Un retard important de la France selon le DESI est l’intégration du numérique par les entreprises, notamment par les Petites et Moyennes Entreprises (PME) (domaine 4). En dépit de l’utilisation croissante de nouvelles technologies au sein des grandes entreprises, les technologies avancées ne sont pas assez intégrées ou mises en valeur au sein des entreprises de toutes tailles et les PME françaises travaillent assez peu avec le numérique par rapport à leurs homologues européennes.

Malgré ces deux retards importants, la France connaît de bons résultats dans le domaine des services publics numériques (domaine 5 du DESI) : que ce soit au niveau du e-gouvernement ou de l’e-santé, des progrès ont été faits et de manière assez rapide en comparaison aux autres membres de l’UE.


[1] Le DESI est obtenu à partir de 5 principaux facteurs :

  1. La connectivité : l’étendue de l’utilisation du numérique nécessite actuellement bien plus qu’une simple connexion Internet. De nouveaux facteurs utiles à l’analyse de l’économie et de la société numériques doivent être pris en compte, comme la rapidité du flux, les offres proposées aux utilisateurs ainsi que la qualité du Haut Débit fixe et mobile.
  2. Le capital humain : l’évolution des nouvelles technologies et techniques numériques nécessite une adaptation de la société à celles-ci pour qu’elles soient efficaces.

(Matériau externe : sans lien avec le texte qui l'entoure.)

//! Byte sinks.
//!
//! The engine only ever needs to hand over one byte at a time, so a sink is
//! a single-method trait. Two shapes cover the entry points: an unbounded
//! forwarder ([`FnSink`], [`IoSink`], `Vec<u8>`) and a fixed-capacity
//! memory stream ([`BoundedSink`]) that drops whatever does not fit.

/// Accepts formatted output one byte at a time.
pub trait Sink {
    fn put(&mut self, byte: u8);
}

impl<S: Sink + ?Sized> Sink for &mut S {
    fn put(&mut self, byte: u8) {
        (**self).put(byte);
    }
}

/// Unbounded sink forwarding every byte to a closure.
#[derive(Debug, Clone, Copy)]
pub struct FnSink<F>(pub F);

impl<F: FnMut(u8)> Sink for FnSink<F> {
    fn put(&mut self, byte: u8) {
        (self.0)(byte);
    }
}

#[cfg(any(test, feature = "alloc"))]
impl Sink for alloc::vec::Vec<u8> {
    fn put(&mut self, byte: u8) {
        self.push(byte);
    }
}

/// Fixed-capacity memory stream.
///
/// Invariant: `eos <= data.len()`. Writes past capacity are discarded
/// silently; callers that need the untruncated length take it from the
/// engine's return value.
#[derive(Debug)]
pub struct BoundedSink<'a> {
    data: &'a mut [u8],
    /// End of stream: number of bytes stored so far.
    eos: usize,
}

impl<'a> BoundedSink<'a> {
    #[must_use]
    pub fn new(data: &'a mut [u8]) -> Self {
        Self { data, eos: 0 }
    }

    /// Bytes stored so far.
    #[must_use]
    pub fn len(&self) -> usize {
        self.eos
    }

    #[must_use]
    pub fn is_empty(&self) -> bool {
        self.eos == 0
    }

    #[must_use]
    pub fn capacity(&self) -> usize {
        self.data.len()
    }

    /// True once no further byte will be stored.
    #[must_use]
    pub fn is_full(&self) -> bool {
        self.eos == self.data.len()
    }

    /// The stored prefix of the output.
    #[must_use]
    pub fn as_bytes(&self) -> &[u8] {
        &self.data[..self.eos]
    }
}

impl Sink for BoundedSink<'_> {
    fn put(&mut self, byte: u8) {
        if let Some(slot) = self.data.get_mut(self.eos) {
            *slot = byte;
            self.eos += 1;
        }
    }
}

/// Sink over a [`std::io::Write`] stream.
///
/// The first I/O error is latched and every later byte is dropped; the
/// engine still reports the length that would have been written without
/// the error. Wrap unbuffered handles in a `BufWriter`, since each byte is
/// a separate `write_all`.
#[cfg(feature = "std")]
#[derive(Debug)]
pub struct IoSink<W> {
    inner: W,
    error: Option<std::io::Error>,
}

#[cfg(feature = "std")]
impl<W: std::io::Write> IoSink<W> {
    #[must_use]
    pub fn new(inner: W) -> Self {
        Self { inner, error: None }
    }

    /// Returns true if a write has failed.
    #[must_use]
    pub fn has_failed(&self) -> bool {
        self.error.is_some()
    }

    /// Flush the stream and hand it back, or the first error seen.
    pub fn finish(mut self) -> std::io::Result<W> {
        if let Some(err) = self.error.take() {
            return Err(err);
        }
        self.inner.flush()?;
        Ok(self.inner)
    }
}

#[cfg(feature = "std")]
impl<W: std::io::Write> Sink for IoSink<W> {
    fn put(&mut self, byte: u8) {
        if self.error.is_some() {
            return;
        }
        if let Err(err) = self.inner.write_all(&[byte]) {
            self.error = Some(err);
        }
    }
}

#[cfg(test)]
mod tests {
    use super::*;
    use alloc::vec::Vec;

    #[test]
    fn test_bounded_stops_at_capacity() {
        let mut storage = [0u8; 3];
        let mut sink = BoundedSink::new(&mut storage);
        for &b in b"hello" {
            sink.put(b);
        }
        assert_eq!(sink.len(), 3);
        assert!(sink.is_full());
        assert_eq!(sink.as_bytes(), b"hel");
    }

    #[test]
    fn test_bounded_zero_capacity() {
        let mut sink = BoundedSink::new(&mut []);
        sink.put(b'x');
        assert!(sink.is_empty());
        assert_eq!(sink.capacity(), 0);
    }

    #[test]
    fn test_fn_sink_forwards() {
        let mut seen = Vec::new();
        {
            let mut sink = FnSink(|b: u8| seen.push(b));
            sink.put(b'a');
            sink.put(b'b');
        }
        assert_eq!(seen, b"ab");
    }

    #[test]
    fn test_mut_ref_is_a_sink() {
        fn feed<S: Sink>(mut s: S) {
            s.put(b'z');
        }
        let mut out = Vec::<u8>::new();
        feed(&mut out);
        feed(&mut out);
        assert_eq!(out, b"zz");
    }
}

L’indicateur du capital humain est lié à la connaissance du numérique par ses utilisateurs, allant des compétences quotidiennes basiques aux compétences plus avancées (personnes qui travaillent dans le domaine des nouvelles technologies) ainsi qu’à la proportion de la population qui maîtrise ces compétences (notamment dans le domaine des sciences, des technologies, de l’ingénierie et des mathématiques).
  3. L’utilisation d’Internet par les citoyens : elle présuppose que les citoyens ont les capacités à se servir d’Internet et les conditions pour en bénéficier au mieux (connexion haut-débit). Ce facteur dépend de trois éléments : le contenu proposé aux citoyens (la mise en ligne d’actualités, de jeux, de vidéo sur demande…), la communication qu’ils effectuent par leur connexion (appels vidéos et réseaux sociaux) et les transactions qui passent par le net (eBanking et e-commerce).
  4. Le degré de numérisation des entreprises : l’importance d’Internet est indéniable pour le succès économique des entreprises mais nécessite un certain investissement, notamment en infrastructure. L’intégration de la technologie est mesurée par deux indicateurs : d’un côté, l’adoption des mécanismes numériques tels que le management par partage de données, la présence sur les réseaux sociaux, l’emploi des technologies d’e-factures ou encore du Cloud. De l’autre, l’exploitation de la production des entreprises par Internet est prise en compte par le pourcentage de PME qui vendent en ligne, celles qui vendent au sein de l’UE et leur chiffre d’affaires obtenu via le e-commerce.
  5. Les services publics : afin de comparer la numérisation des services publics dans les différents pays, le DESI se penche sur deux principaux secteurs des services publics, le e-gouvernement (place de l’open data, formulaires pouvant être remplis en ligne…) et l’e-santé (accès aux résultats médicaux, transferts entre différentes institutions médicales, prescriptions pharmaceutiques par Internet…).

Article réalisé dans le cadre d’un projet collectif avec Sciences Po Paris, dont les participants sont Aurore Taillet, Astrid Voorwinden et Hirotoshi Yamakawa.